Para fisgar o consumidor, comércio amplia o sentido da palavra "liquidação", com fórmulas estudadas já na filosofia medieval

Jean Lauand

Não somente os preços das mercadorias, mas também o significado das palavras pode sofrer uma "inflação": ter seu significado indevidamente estendido, com as consequentes distorções semânticas.

Pense-se, por exemplo, no uso comercial de palavras como: "desconto", "oferta", "promoção" ou "liquidação". Esta, em condições normais, significaria: "venda de mercadorias a preços abaixo do normal para renovação dos estoques ou extinção do negócio" (Aurélio) ou "venda de mercadorias, a preços reduzidos, por ocasião da cessação de um comércio ou para dar saída rápida ao estoque, para facilidade dos balanços etc." (Houaiss).

Porém, no uso inflacionado, em muitos casos, "liquidação" estende-se de "venda especial" para simplesmente "venda". Assim, os anúncios da TV apregoam que tal loja está em liquidação mas, se repararmos bem, tudo somado, as lojas parecem estar em liquidação o tempo todo: há poucos dias tivemos a "liquidação de carnaval" (como se as roupas ou eletrodomésticos, cansados de pular o carnaval e desgastados pelos desfiles, tivessem seus preços rebaixados em um "carnaval de ofertas"); depois teremos a liquidação de Páscoa; a do Dia das Mães; a do Dia dos Namorados etc.

Ou, mesmo sem pretexto de datas, há um estado permanente de liquidação (pelo menos em nível de anúncio e publicidade); o que, por outro lado, acaba levando a palavra a descrédito.
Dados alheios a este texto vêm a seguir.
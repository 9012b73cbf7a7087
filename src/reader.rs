//! Parses NACHA text into an [`AchDocument`].
//!
//! Lines are classified by their leading record-type digit and fed through a
//! small state machine that enforces the file layout: one file header, one
//! or more batches bounded by type 5 and type 8 records, one file control,
//! then all-nines filler up to a whole block. The first violation aborts the
//! parse with its line number.

use crate::controls::validate_controls;
use crate::document::{AchBatch, AchDocument, BatchEntry};
use crate::error::{ControlMismatch, DecodeError};
use crate::record::{
    AddendaRecord, BatchControl, BatchHeader, EntryDetail, FileControl, FileHeader, Record,
};
use crate::schema::{RecordKind, BLOCKING_FACTOR, FILLER_CHAR, RECORD_LENGTH};
use log::debug;

#[derive(Debug, Clone, Copy, PartialEq, Eq)]
pub struct ReadOptions {
    /// Reconcile control records after parsing.
    pub validate_controls: bool,
}

impl Default for ReadOptions {
    fn default() -> Self {
        ReadOptions {
            validate_controls: true,
        }
    }
}

/// Text-to-document decoder.
#[derive(Debug, Clone, Default)]
pub struct AchReader {
    options: ReadOptions,
}

impl AchReader {
    pub fn new() -> Self {
        Self::default()
    }

    pub fn with_options(options: ReadOptions) -> Self {
        AchReader { options }
    }

    /// Parses `text`, then reconciles control totals if enabled.
    pub fn read(&self, text: &str) -> Result<AchDocument, DecodeError> {
        let document = parse(text)?;
        if self.options.validate_controls {
            validate_controls(&document)?;
        }
        Ok(document)
    }

    /// Parses `text` and returns the control reconciliation result alongside
    /// the document instead of failing on it.
    pub fn read_with_controls(
        &self,
        text: &str,
    ) -> Result<(AchDocument, Result<(), ControlMismatch>), DecodeError> {
        let document = parse(text)?;
        let controls = validate_controls(&document);
        Ok((document, controls))
    }
}

/// Decodes `text` and reconciles its control totals.
pub fn decode(text: &str) -> Result<AchDocument, DecodeError> {
    AchReader::new().read(text)
}

/// A batch whose header has been read but whose control has not.
struct OpenBatch {
    header: BatchHeader,
    entries: Vec<BatchEntry>,
    /// Line number of the most recent entry detail
    last_entry_line: usize,
}

impl OpenBatch {
    /// Checks the most recent entry promised addenda only if it got some.
    fn check_last_entry(&self) -> Result<(), DecodeError> {
        match self.entries.last() {
            Some(item) if item.entry.addenda_record_indicator == 1 && item.addenda.is_empty() => {
                Err(DecodeError::structural(
                    self.last_entry_line,
                    "entry detail indicates addenda but none follow",
                ))
            }
            _ => Ok(()),
        }
    }
}

#[derive(Default)]
struct Parser {
    file_header: Option<FileHeader>,
    batches: Vec<AchBatch>,
    open: Option<OpenBatch>,
    file_control: Option<FileControl>,
    filler_lines: usize,
}

fn parse(text: &str) -> Result<AchDocument, DecodeError> {
    let mut parser = Parser::default();
    let mut total_lines = 0;

    for (index, raw) in text.lines().enumerate() {
        let line = index + 1;
        total_lines = line;
        parser.line(line, raw)?;
    }

    parser.finish(total_lines)
}

impl Parser {
    fn line(&mut self, line: usize, raw: &str) -> Result<(), DecodeError> {
        let length = raw.chars().count();
        if length != RECORD_LENGTH {
            return Err(DecodeError::MalformedLine { line, length });
        }
        if !raw.is_ascii() {
            return Err(DecodeError::NonAscii { line });
        }

        if self.file_control.is_some() {
            if raw.chars().all(|c| c == FILLER_CHAR) {
                if (line - 1) % BLOCKING_FACTOR == 0 {
                    return Err(DecodeError::structural(
                        line,
                        "filler extends past the block holding the file control record",
                    ));
                }
                self.filler_lines += 1;
                return Ok(());
            }
            return Err(DecodeError::structural(
                line,
                "only all-nines filler may follow the file control record",
            ));
        }

        let code = raw.chars().next().unwrap_or(' ');
        let kind = RecordKind::from_type_code(code).ok_or(DecodeError::Classification {
            line,
            found: code,
            expected: None,
        })?;
        if kind != RecordKind::FileHeader && self.file_header.is_none() {
            return Err(DecodeError::structural(
                line,
                "file header must be the first record",
            ));
        }

        let record = Record::decode(raw).map_err(|e| DecodeError::from_record(line, kind, e))?;
        match record {
            Record::FileHeader(header) => self.file_header(line, header),
            Record::BatchHeader(header) => self.batch_header(line, header),
            Record::EntryDetail(entry) => self.entry_detail(line, entry),
            Record::Addenda(addenda) => self.addenda(line, addenda),
            Record::BatchControl(control) => self.batch_control(line, control),
            Record::FileControl(control) => self.file_control(line, control),
        }
    }

    fn file_header(&mut self, line: usize, header: FileHeader) -> Result<(), DecodeError> {
        if self.file_header.is_some() {
            return Err(DecodeError::structural(line, "duplicate file header"));
        }
        self.file_header = Some(header);
        Ok(())
    }

    fn batch_header(&mut self, line: usize, header: BatchHeader) -> Result<(), DecodeError> {
        if let Some(open) = &self.open {
            return Err(DecodeError::structural(
                line,
                format!(
                    "batch {} is not closed before the next batch header",
                    open.header.batch_number
                ),
            ));
        }
        if let Some(previous) = self.batches.last() {
            if header.batch_number <= previous.batch_number() {
                return Err(DecodeError::structural(
                    line,
                    format!(
                        "batch number {} does not follow batch {}",
                        header.batch_number,
                        previous.batch_number()
                    ),
                ));
            }
        }
        self.open = Some(OpenBatch {
            header,
            entries: Vec::new(),
            last_entry_line: line,
        });
        Ok(())
    }

    fn entry_detail(&mut self, line: usize, entry: EntryDetail) -> Result<(), DecodeError> {
        let open = self
            .open
            .as_mut()
            .ok_or_else(|| DecodeError::structural(line, "entry detail outside of a batch"))?;
        open.check_last_entry()?;
        if let Some(previous) = open.entries.last() {
            if entry.trace_number <= previous.entry.trace_number {
                return Err(DecodeError::structural(
                    line,
                    format!(
                        "trace number {} does not follow {}",
                        entry.trace_number, previous.entry.trace_number
                    ),
                ));
            }
        }
        open.entries.push(BatchEntry {
            entry,
            addenda: Vec::new(),
        });
        open.last_entry_line = line;
        Ok(())
    }

    fn addenda(&mut self, line: usize, addenda: AddendaRecord) -> Result<(), DecodeError> {
        let item = self
            .open
            .as_mut()
            .and_then(|open| open.entries.last_mut())
            .ok_or_else(|| {
                DecodeError::structural(line, "addenda record without a preceding entry detail")
            })?;

        if item.entry.addenda_record_indicator != 1 {
            return Err(DecodeError::structural(
                line,
                "addenda record follows an entry whose addenda indicator is not 1",
            ));
        }
        if addenda.entry_detail_sequence_number != item.entry.sequence_number() {
            return Err(DecodeError::structural(
                line,
                format!(
                    "addenda entry detail sequence number {} does not match trace number {}",
                    addenda.entry_detail_sequence_number, item.entry.trace_number
                ),
            ));
        }
        let expected = item.addenda.len() + 1;
        if usize::from(addenda.addenda_sequence_number) != expected {
            return Err(DecodeError::structural(
                line,
                format!(
                    "addenda sequence number {} where {} was expected",
                    addenda.addenda_sequence_number, expected
                ),
            ));
        }
        item.addenda.push(addenda);
        Ok(())
    }

    fn batch_control(&mut self, line: usize, control: BatchControl) -> Result<(), DecodeError> {
        let open = self
            .open
            .take()
            .ok_or_else(|| DecodeError::structural(line, "batch control without an open batch"))?;
        open.check_last_entry()?;
        if control.batch_number != open.header.batch_number {
            return Err(DecodeError::structural(
                line,
                format!(
                    "batch control number {} does not close batch {}",
                    control.batch_number, open.header.batch_number
                ),
            ));
        }
        debug!(
            "Decoded batch {} with {} entries",
            open.header.batch_number,
            open.entries.len()
        );
        self.batches.push(AchBatch {
            header: open.header,
            entries: open.entries,
            control,
        });
        Ok(())
    }

    fn file_control(&mut self, line: usize, control: FileControl) -> Result<(), DecodeError> {
        if let Some(open) = &self.open {
            return Err(DecodeError::structural(
                line,
                format!(
                    "batch {} is not closed by a batch control record",
                    open.header.batch_number
                ),
            ));
        }
        self.file_control = Some(control);
        Ok(())
    }

    fn finish(self, total_lines: usize) -> Result<AchDocument, DecodeError> {
        let end = total_lines + 1;
        let file_header = self
            .file_header
            .ok_or_else(|| DecodeError::structural(end, "file header missing"))?;
        if let Some(open) = self.open {
            return Err(DecodeError::structural(
                end,
                format!(
                    "batch {} is not closed by a batch control record",
                    open.header.batch_number
                ),
            ));
        }
        let file_control = self
            .file_control
            .ok_or_else(|| DecodeError::structural(end, "file control missing"))?;
        if self.batches.is_empty() {
            return Err(DecodeError::structural(end, "file contains no batches"));
        }
        if total_lines % BLOCKING_FACTOR != 0 {
            return Err(DecodeError::structural(
                end,
                format!(
                    "file has {} lines, not a multiple of {}",
                    total_lines, BLOCKING_FACTOR
                ),
            ));
        }

        debug!(
            "Decoded {} batches from {} lines ({} filler)",
            self.batches.len(),
            total_lines,
            self.filler_lines
        );
        Ok(AchDocument {
            file_header,
            batches: self.batches,
            file_control,
        })
    }
}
Daí que já não baste anunciar uma mera liquidação, mas é necessário qualificá-la, modificá-la, intensificá-la, superlativizá-la, para compensar o desgaste inflacionário semântico.

O intensivo pode se dar de diversos modos; analisaremos, aqui, algumas formas especiais: as que seguem os "transcendentais do ente", na filosofia clássica de Tomás de Aquino (1225-1274).

Intensidade
"Ente", particípio presente do verbo "ser", é aquilo que é, que "exerce" o ser. Assim como o presidente exerce o ato de presidir; o gerente, o de gerir; o ouvinte, o de ouvir; o ente exerce o ato de ser. Assim, eu sou um ente, aquela árvore, meu cachorro Lulu, esta pedra, também o são.
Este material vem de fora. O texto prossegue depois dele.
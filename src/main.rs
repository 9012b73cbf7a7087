//! NACHA Codec CLI
//!
//! Checks, lists or repairs an ACH file.
//!
//! # Usage
//!
//! ```bash
//! cargo run -- check payments.ach
//! cargo run -- report payments.ach > entries.csv
//! cargo run -- fill draft.ach > payments.ach
//! ```
//!
//! # Environment Variables
//!
//! - `RUST_LOG`: Set to `debug` or `info` to control logging verbosity

use log::{info, warn};
use nacha_codec::{
    controls, report, AchDocument, AchReader, AchWriter, NachaError, ReadOptions, Result,
    WriteOptions,
};
use std::env;
use std::fs;
use std::io::{self, Write};
use std::process;

fn main() {
    env_logger::init();

    if let Err(e) = run() {
        eprintln!("Error: {}", e);
        process::exit(1);
    }
}

fn run() -> Result<()> {
    let args: Vec<String> = env::args().collect();
    if args.len() < 3 {
        return Err(NachaError::MissingArgument);
    }

    let command = args[1].as_str();
    let input_path = &args[2];

    match command {
        "check" => check(input_path),
        "report" => report_entries(input_path),
        "fill" => fill(input_path),
        other => Err(NachaError::UnknownCommand(other.to_string())),
    }
}

fn read(path: &str, validate_controls: bool) -> Result<AchDocument> {
    let text = fs::read_to_string(path)?;
    let reader = AchReader::with_options(ReadOptions { validate_controls });
    let document = reader.read(&text)?;
    info!(
        "Read {} batches from {}",
        document.batches.len(),
        path
    );
    Ok(document)
}

fn check(path: &str) -> Result<()> {
    let document = read(path, true)?;
    let control = &document.file_control;
    println!(
        "OK: {} batches, {} entry/addenda records, debits {}, credits {}",
        control.batch_count, control.entry_addenda_count, control.total_debit, control.total_credit
    );
    Ok(())
}

fn report_entries(path: &str) -> Result<()> {
    let document = read(path, true)?;
    let stdout = io::stdout();
    let handle = stdout.lock();
    report::write_entries(&document, handle)
}

fn fill(path: &str) -> Result<()> {
    let document = read(path, false)?;

    for batch in &document.batches {
        if let Err(mismatch) = controls::validate_batch(batch) {
            warn!("Correcting {}", mismatch);
        }
    }
    let corrected = document.clone().with_computed_controls();
    if let Err(mismatch) = controls::validate_controls(&AchDocument {
        file_control: document.file_control.clone(),
        ..corrected
    }) {
        warn!("Correcting {}", mismatch);
    }

    let writer = AchWriter::with_options(WriteOptions {
        populate_controls: true,
    });
    let text = writer.write(&document)?;

    let stdout = io::stdout();
    let mut handle = stdout.lock();
    handle.write_all(text.as_bytes())?;
    handle.flush()?;
    Ok(())
}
Os seis transcendentais do ente são, por assim dizer, seis sinônimos de ente. Bem entendido: "sinônimo" não significa identidade absoluta, mas sim que cada um desses "sinônimos" aponta para um determinado aspecto diferente da mesma e única realidade. Como quando falamos em "casa", "lar", domicílio" e "residência". Em si, a realidade a que se referem essas palavras é a mesma e única; mas ninguém diz "domicílio, doce domicílio", nem a Prefeitura cobra IPTU sobre o meu lar etc. (ainda que haja casos em que é legítima a substituição de uma dessas palavras, ou indiferente o uso de uma ou outra: afinal, são sinônimas!).

Como dizíamos, apontam-se classicamente seis transcendentais, seis "sinônimos" do ente: verum, bonum, pulchrum, res, aliquid, anum. Respectivamente: "verdadeiro", "bom", "belo", "coisa", "que" e "um".
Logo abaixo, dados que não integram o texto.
//! In-memory ACH document: a file header, its batches, and a file control.
//!
//! A document exclusively owns its batches and each batch owns its records.
//! Addenda are linked to their entry by value, through the entry-detail
//! sequence number derived from the entry's trace number.

use crate::controls;
use crate::record::{
    AddendaRecord, BatchControl, BatchHeader, EntryDetail, FileControl, FileHeader,
};

/// One entry detail and the addenda records that follow it.
#[derive(Debug, Clone, PartialEq, Eq)]
pub struct BatchEntry {
    pub entry: EntryDetail,
    pub addenda: Vec<AddendaRecord>,
}

impl BatchEntry {
    /// Entry without addenda; the addenda indicator is set to 0.
    pub fn new(entry: EntryDetail) -> Self {
        Self::with_addenda(entry, Vec::new())
    }

    /// Entry followed by `addenda`; the addenda indicator is set to match.
    pub fn with_addenda(mut entry: EntryDetail, addenda: Vec<AddendaRecord>) -> Self {
        entry.addenda_record_indicator = u8::from(!addenda.is_empty());
        BatchEntry { entry, addenda }
    }

    /// Lines this entry occupies in the file.
    pub fn line_count(&self) -> usize {
        1 + self.addenda.len()
    }
}

/// A batch bounded by its header and control records.
#[derive(Debug, Clone, PartialEq, Eq)]
pub struct AchBatch {
    pub header: BatchHeader,
    pub entries: Vec<BatchEntry>,
    pub control: BatchControl,
}

impl AchBatch {
    /// Builds a batch whose control record is computed from its entries.
    pub fn new(header: BatchHeader, entries: Vec<BatchEntry>) -> Self {
        let mut batch = AchBatch {
            control: controls::empty_batch_control(&header),
            header,
            entries,
        };
        batch.recompute_control();
        batch
    }

    pub fn batch_number(&self) -> u32 {
        self.header.batch_number
    }

    /// Replaces the control totals with values computed from the entries.
    ///
    /// The message authentication code is kept; it cannot be derived.
    pub fn recompute_control(&mut self) {
        let mac = std::mem::take(&mut self.control.message_authentication_code);
        self.control = controls::batch_control(self);
        self.control.message_authentication_code = mac;
    }

    /// Lines this batch occupies, including header and control.
    pub fn line_count(&self) -> usize {
        2 + self.entries.iter().map(BatchEntry::line_count).sum::<usize>()
    }
}

/// A complete ACH file.
#[derive(Debug, Clone, PartialEq, Eq)]
pub struct AchDocument {
    pub file_header: FileHeader,
    pub batches: Vec<AchBatch>,
    pub file_control: FileControl,
}

impl AchDocument {
    /// Builds a document whose file control is computed from `batches`.
    ///
    /// Batch controls are taken as given; use [`AchDocument::recompute_controls`]
    /// to refresh them too.
    pub fn new(file_header: FileHeader, batches: Vec<AchBatch>) -> Self {
        let mut document = AchDocument {
            file_header,
            batches,
            file_control: controls::empty_file_control(),
        };
        document.file_control = controls::file_control(&document);
        document
    }

    /// Recomputes every batch control, then the file control.
    pub fn recompute_controls(&mut self) {
        for batch in &mut self.batches {
            batch.recompute_control();
        }
        self.file_control = controls::file_control(self);
    }

    /// Consuming form of [`AchDocument::recompute_controls`].
    pub fn with_computed_controls(mut self) -> Self {
        self.recompute_controls();
        self
    }

    /// Record lines before block padding.
    pub fn line_count(&self) -> usize {
        2 + self.batches.iter().map(AchBatch::line_count).sum::<usize>()
    }

    /// All entry details in file order.
    pub fn entries(&self) -> impl Iterator<Item = &EntryDetail> {
        self.batches
            .iter()
            .flat_map(|batch| batch.entries.iter().map(|e| &e.entry))
    }
}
O que se afirma com os transcendentais é que tudo que é, é bom; tudo que é, é verdadeiro; é uno; é um quê (ali-quid algo) etc. A identidade (na coisa) entre ente, verdadeiro, bom etc. é uma das afirmações mais fundamentais da filosofia de Tomás de Aquino, por exemplo: o ente, enquanto diz respeito à inteligência, diz-se verdadeiro; à vontade, bom etc. Afirmar a relação do real com uma inteligência e uma vontade é, no caso, primariamente afirmar a dependência do ente para com Deus, cujo ato criador inclui pensar e querer a criatura com seu ser e essência. Aliás, criar deve ser entendido precisamente como um ato da Inteligência (que concebe, projeta) e do Querer divinos que conferem o ser. Assim, verdadeiro (ou bom) é algo próprio do ente, no sentido profundo de que o ente supõe uma relação com a inteligência que o cria e, então, também com a inteligência humana que a ele se abre.

Recíproco
Não pretendemos aqui explorar as ricas consequências filosóficas e relações teológicas que se encerram na doutrina dos transcendentais, mas somente indicar que, por mais estranho que à primeira vista possa parecer, é-nos, no entanto, altamente familiar esse trânsito e reciprocidade: ser-verdade-bem. Como sempre, voltemo-nos para a linguagem comum. Nela encontraremos, em muitas línguas, intuída e legitimada alguma equivalência entre ser, verdade, bem etc. É este exercício que faremos agora: mostrar como a linguagem autoriza o trânsito, a permutação dos transcendentais.

Quando algo é, mas é realmente ("Forty years: she is not really old"), dizemos que é de verdade, ou que é bom, ou belo, empregados no sentido de plenitude: "Não senhor, isto não é descanso; você precisa descansar de verdade", ou, o que é o mesmo, "um bom descanso" ou "um belo descanso". Também em outras línguas: o italiano, por exemplo, diz: "Una buona dose di vino", "Un bel pò di strada" etc.; o inglês: "It is a good distance" etc., sempre indicando plenitude, ser de verdade. Com o transcendental da beleza, dizemos coloquialmente: "Tal time se afundou bonito".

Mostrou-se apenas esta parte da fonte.